After her last patient left Cat had put in a call to the Bevham neurologist.
Max Jameson had been widowed five years before meeting Lizzie. His first wife had died of breast cancer. There had been no children.
“I was mad,” he had said to Cat. “I was crazy. I wanted to be dead. I was dead, I was the walking dead. It was just a question of getting through the days and wondering why I bothered.”
Friends had invited him to things but he would never turn up. “I wasn’t going to go to this dinner party, only someone was detailed to fetch me—they practically had to haul me out physically.
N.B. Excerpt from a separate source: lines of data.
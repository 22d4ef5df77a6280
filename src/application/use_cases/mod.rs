// Copyright (c) 2025 Kirky.X
//
// Licensed under the MIT License
// See LICENSE file in the project root for full license information.

/// 用例模块
///
/// 一次计测运行的完整流程
pub mod measurement_use_case;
When I walked into that room I was thinking of a way I could walk right out again, find some excuse to turn round and run. Then I saw Lizzie standing by the fireplace … actually I saw two Lizzies—she was in front of a mirror.”
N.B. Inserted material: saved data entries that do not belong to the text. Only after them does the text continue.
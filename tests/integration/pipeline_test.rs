// Copyright (c) 2025 Kirky.X
//
// Licensed under the MIT License
// See LICENSE file in the project root for full license information.

use super::helpers::{endpoint, mount_slow, mount_success};
use chrono::NaiveDate;
use psirs::application::use_cases::measurement_use_case::{MeasurementPlan, MeasurementUseCase};
use psirs::domain::models::measurement::Strategy;
use psirs::domain::models::result_row::RESULT_COLUMNS;
use psirs::domain::services::response_transformer::ResponseTransformer;
use psirs::engines::pagespeed_engine::PageSpeedEngine;
use psirs::infrastructure::storage::CsvFileSink;
use std::sync::Arc;
use std::time::Duration;
use wiremock::MockServer;

fn date() -> NaiveDate {
    NaiveDate::from_ymd_opt(2024, 10, 1).unwrap()
}

#[tokio::test]
async fn test_pipeline_skips_timed_out_target() {
    let server = MockServer::start().await;
    mount_success(&server, "https://a.example.com/", 0.87).await;
    mount_slow(&server, "https://slow.example.com/", Duration::from_millis(1500)).await;
    mount_success(&server, "https://b.example.com/", 0.42).await;

    let engine = PageSpeedEngine::new(
        endpoint(&server),
        "test-key",
        Duration::from_secs(5),
        Duration::from_millis(300),
    )
    .unwrap();
    let dir = tempfile::tempdir().unwrap();
    let sink = Arc::new(CsvFileSink::new(dir.path(), date()));
    let plan = MeasurementPlan::new(
        "ja",
        vec![Strategy::Mobile, Strategy::Desktop],
        vec![
            "https://a.example.com/".to_string(),
            "https://slow.example.com/".to_string(),
            "https://b.example.com/".to_string(),
        ],
    );

    let report = MeasurementUseCase::new(
        Arc::new(engine),
        sink.clone(),
        ResponseTransformer::new(date()),
        plan,
    )
    .run()
    .await
    .unwrap();

    assert_eq!(report.attempted, 6);
    assert_eq!(report.succeeded, 4);
    assert_eq!(report.failed, 2);
    assert_eq!(report.rows, 8);
    assert_eq!(report.destination, sink.output_path().to_string_lossy());

    let mut reader = csv::Reader::from_path(sink.output_path()).unwrap();
    let headers: Vec<String> = reader.headers().unwrap().iter().map(String::from).collect();
    assert_eq!(headers, RESULT_COLUMNS);

    let records: Vec<csv::StringRecord> = reader.records().map(|r| r.unwrap()).collect();
    assert_eq!(records.len(), 8);
    assert!(records.iter().all(|r| &r[3] != "https://slow.example.com/"));

    let summary: Vec<(&str, &str, &str, &str)> = records
        .iter()
        .map(|r| (&r[2], &r[3], &r[4], &r[5]))
        .collect();
    assert_eq!(
        summary,
        vec![
            ("mobile", "https://a.example.com/", "this url", "87"),
            ("mobile", "https://a.example.com/", "origin", "87"),
            ("mobile", "https://b.example.com/", "this url", "42"),
            ("mobile", "https://b.example.com/", "origin", "42"),
            ("desktop", "https://a.example.com/", "this url", "87"),
            ("desktop", "https://a.example.com/", "origin", "87"),
            ("desktop", "https://b.example.com/", "this url", "42"),
            ("desktop", "https://b.example.com/", "origin", "42"),
        ]
    );

    let first = &records[0];
    assert_eq!(&first[0], "2024-10-01");
    assert_eq!(&first[1], "ja");
    assert_eq!(&first[8], "85");
    assert_eq!(&first[14], "2100");
    assert_eq!(&records[1][14], "2600");
}

#[tokio::test]
async fn test_pipeline_with_every_call_failing_writes_header_only() {
    let server = MockServer::start().await;

    let engine = PageSpeedEngine::new(
        endpoint(&server),
        "test-key",
        Duration::from_secs(5),
        Duration::from_secs(5),
    )
    .unwrap();
    let dir = tempfile::tempdir().unwrap();
    let sink = Arc::new(CsvFileSink::new(dir.path(), date()));
    let plan = MeasurementPlan::new(
        "ja",
        vec![Strategy::Desktop],
        vec!["https://missing.example.com/".to_string()],
    );

    let report = MeasurementUseCase::new(
        Arc::new(engine),
        sink.clone(),
        ResponseTransformer::new(date()),
        plan,
    )
    .run()
    .await
    .unwrap();

    assert_eq!(report.failed, 1);
    assert_eq!(report.rows, 0);
    let contents = std::fs::read_to_string(sink.output_path()).unwrap();
    assert_eq!(contents.lines().count(), 1);
}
“So you didn’t turn and run.”
He had smiled at her, his face blazing up with sudden recollected joy. Then he remembered what Cat was now trying to tell him. “Lizzie has mad cow disease?”
“That’s a hideous term. I won’t use it. Variant CJD.”
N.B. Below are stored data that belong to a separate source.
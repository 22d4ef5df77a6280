// Copyright (c) 2025 Kirky.X
//
// Licensed under the MIT License
// See LICENSE file in the project root for full license information.

pub mod measurement;
pub mod result_row;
“Oh, don’t hide behind words. Jesus Christ.”
There was no way of discovering how long the disease had been lying dormant in her.
“And it comes from eating meat?”
“Infected beef, yes, but when, we can have no idea. Years ago probably.”
“What will happen?” Max had stood up and leaned across her desk. “Plain words. What Will Happen? How and When? I need to know this.”
“Yes,” Cat had said, “you do.” And had told him.
The illness had run its terrible course very quickly. From depression to ataxia, with other mental symptoms that were harder for Max to bear—violent mood swings, increasing aggression, paranoia and suspicion, panic attacks and then hours of sustained fear. Lizzie had fallen over, lost her sense of taste and smell, become incontinent, been repeatedly sick. Max had stayed with her, nursed and cared for her, twenty-four hours a day. Her mother had come from Somerset twice but was not able to stay in the loft flat because of a recent hip replacement. Max’s mother had flown from Canada, taken one look at the situation and flown back home. He was on his own. “It’s fine,” Max said, “I don’t need anyone. It’s fine.”
Cat went out of the apartment and down the strange, brick-lined stairwell, which still had the feel of a factory entrance, to the street, where she could get a signal on her phone and leave Max to be quiet with Lizzie.
The Lafferton hospice, Imogen House, had a bed, and Cat made the necessary arrangements. The street was empty. At the end of it, there was the curious blackness which indicated the presence of water, even though there was nothing of the canal to be seen.
The clock chimed on the cathedral tower, a short distance away.
“Oh God, You make it very difficult sometimes,”Cat said aloud. But then prayed a fierce prayer, for the man in the apartment above, and the woman being taken away from it, to die.